- BRIEF
Starting at the first line, copy the data below through to the end, exactly.

Data entries
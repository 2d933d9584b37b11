//! Route declarations for `/v1/auth`.

use mercato_core::routing::RouteGroup;

/// Routes mounted at `/v1/auth`.
///
/// ```text
/// POST /logout   -> logout
/// ```
pub fn declare(auth: &mut RouteGroup<'_>) {
    auth.post("/logout", "logout", "logout").bare();
}
//! Route declarations for `/v1/user`: the authenticated user's own profile,
//! teams and agent profile.

use mercato_core::routing::RouteGroup;

/// Routes mounted at `/v1/user`.
///
/// ```text
/// GET|PUT   /me                              -> me.view, me.update
/// GET       /teams                           -> teams.index
/// GET|POST  /teams/records                   -> teams.records.list, teams.records.create
/// POST      /teams/records/check-subdomain   -> teams.records.checkSubdomain
/// POST|GET|PUT /agent                        -> agent.create, agent.view, agent.update
/// GET       /agent/teams                     -> agent.teams.index
/// GET       /agent/teams/records             -> agent.teams.records.list
/// ```
pub fn declare(user: &mut RouteGroup<'_>) {
    user.group("/me", "me", |me| {
        me.get("/", "view", "current user details");
        me.put("/", "update", "update user details");
    });

    // Teams the user owns or is a member of (many-to-many, optional).
    user.group("/teams", "teams", |teams| {
        teams.get("/", "index", "simple list of teams with few details");
        teams.group("/records", "records", |records| {
            records
                .get(
                    "/",
                    "list",
                    "paginated full list of teams associated to the user, either as owner or member",
                )
                .paginated();
            records.post("/", "create", "create team");
            records.post(
                "/check-subdomain",
                "checkSubdomain",
                "check subdomain availability",
            );
        });
    });

    // Agent profile (one-to-one, optional).
    user.group("/agent", "agent", |agent| {
        agent.post(
            "/",
            "create",
            "create an agent profile, forbidden if user already has an agent profile. \
             once the agent profile is created, it cannot be deleted.",
        );
        agent.get("/", "view", "view the agent profile");
        agent.put("/", "update", "update the agent profile");

        // Teams the agent works for (many-to-many).
        agent.group("/teams", "teams", |teams| {
            teams.get("/", "index", "simple list of teams attached to agent");
            teams.group("/records", "records", |records| {
                records
                    .get(
                        "/",
                        "list",
                        "paginated full list of teams attached to the user as agent",
                    )
                    .paginated();
            });
        });
    });
}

- OUTPUT FOR THIS TASK
repository 2d933d9584b37b11
//! Route declarations for `/v1/auth`.

use mercato_core::routing::RouteGroup;

/// Routes mounted at `/v1/auth`.
///
/// ```text
/// POST /logout   -> logout
/// ```
pub fn declare(auth: &mut RouteGroup<'_>) {
    auth.post("/logout", "logout", "logout").bare();
}
//! Route declarations for `/v1/user`: the authenticated user's own profile,
//! teams and agent profile.

use mercato_core::routing::RouteGroup;

/// Routes mounted at `/v1/user`.
///
/// ```text
/// GET|PUT   /me                              -> me.view, me.update
/// GET       /teams                           -> teams.index
/// GET|POST  /teams/records                   -> teams.records.list, teams.records.create
/// POST      /teams/records/check-subdomain   -> teams.records.checkSubdomain
/// POST|GET|PUT /agent                        -> agent.create, agent.view, agent.update
/// GET       /agent/teams                     -> agent.teams.index
/// GET       /agent/teams/records             -> agent.teams.records.list
/// ```
pub fn declare(user: &mut RouteGroup<'_>) {
    user.group("/me", "me", |me| {
        me.get("/", "view", "current user details");
        me.put("/", "update", "update user details");
    });

    // Teams the user owns or is a member of (many-to-many, optional).
    user.group("/teams", "teams", |teams| {
        teams.get("/", "index", "simple list of teams with few details");
        teams.group("/records", "records", |records| {
            records
                .get(
                    "/",
                    "list",
                    "paginated full list of teams associated to the user, either as owner or member",
                )
                .paginated();
            records.post("/", "create", "create team");
            records.post(
                "/check-subdomain",
                "checkSubdomain",
                "check subdomain availability",
            );
        });
    });

    // Agent profile (one-to-one, optional).
    user.group("/agent", "agent", |agent| {
        agent.post(
            "/",
            "create",
            "create an agent profile, forbidden if user already has an agent profile. \
             once the agent profile is created, it cannot be deleted.",
        );
        agent.get("/", "view", "view the agent profile");
        agent.put("/", "update", "update the agent profile");

        // Teams the agent works for (many-to-many).
        agent.group("/teams", "teams", |teams| {
            teams.get("/", "index", "simple list of teams attached to agent");
            teams.group("/records", "records", |records| {
                records
                    .get(
                        "/",
                        "list",
                        "paginated full list of teams attached to the user as agent",
                    )
                    .paginated();
            });
        });
    });
}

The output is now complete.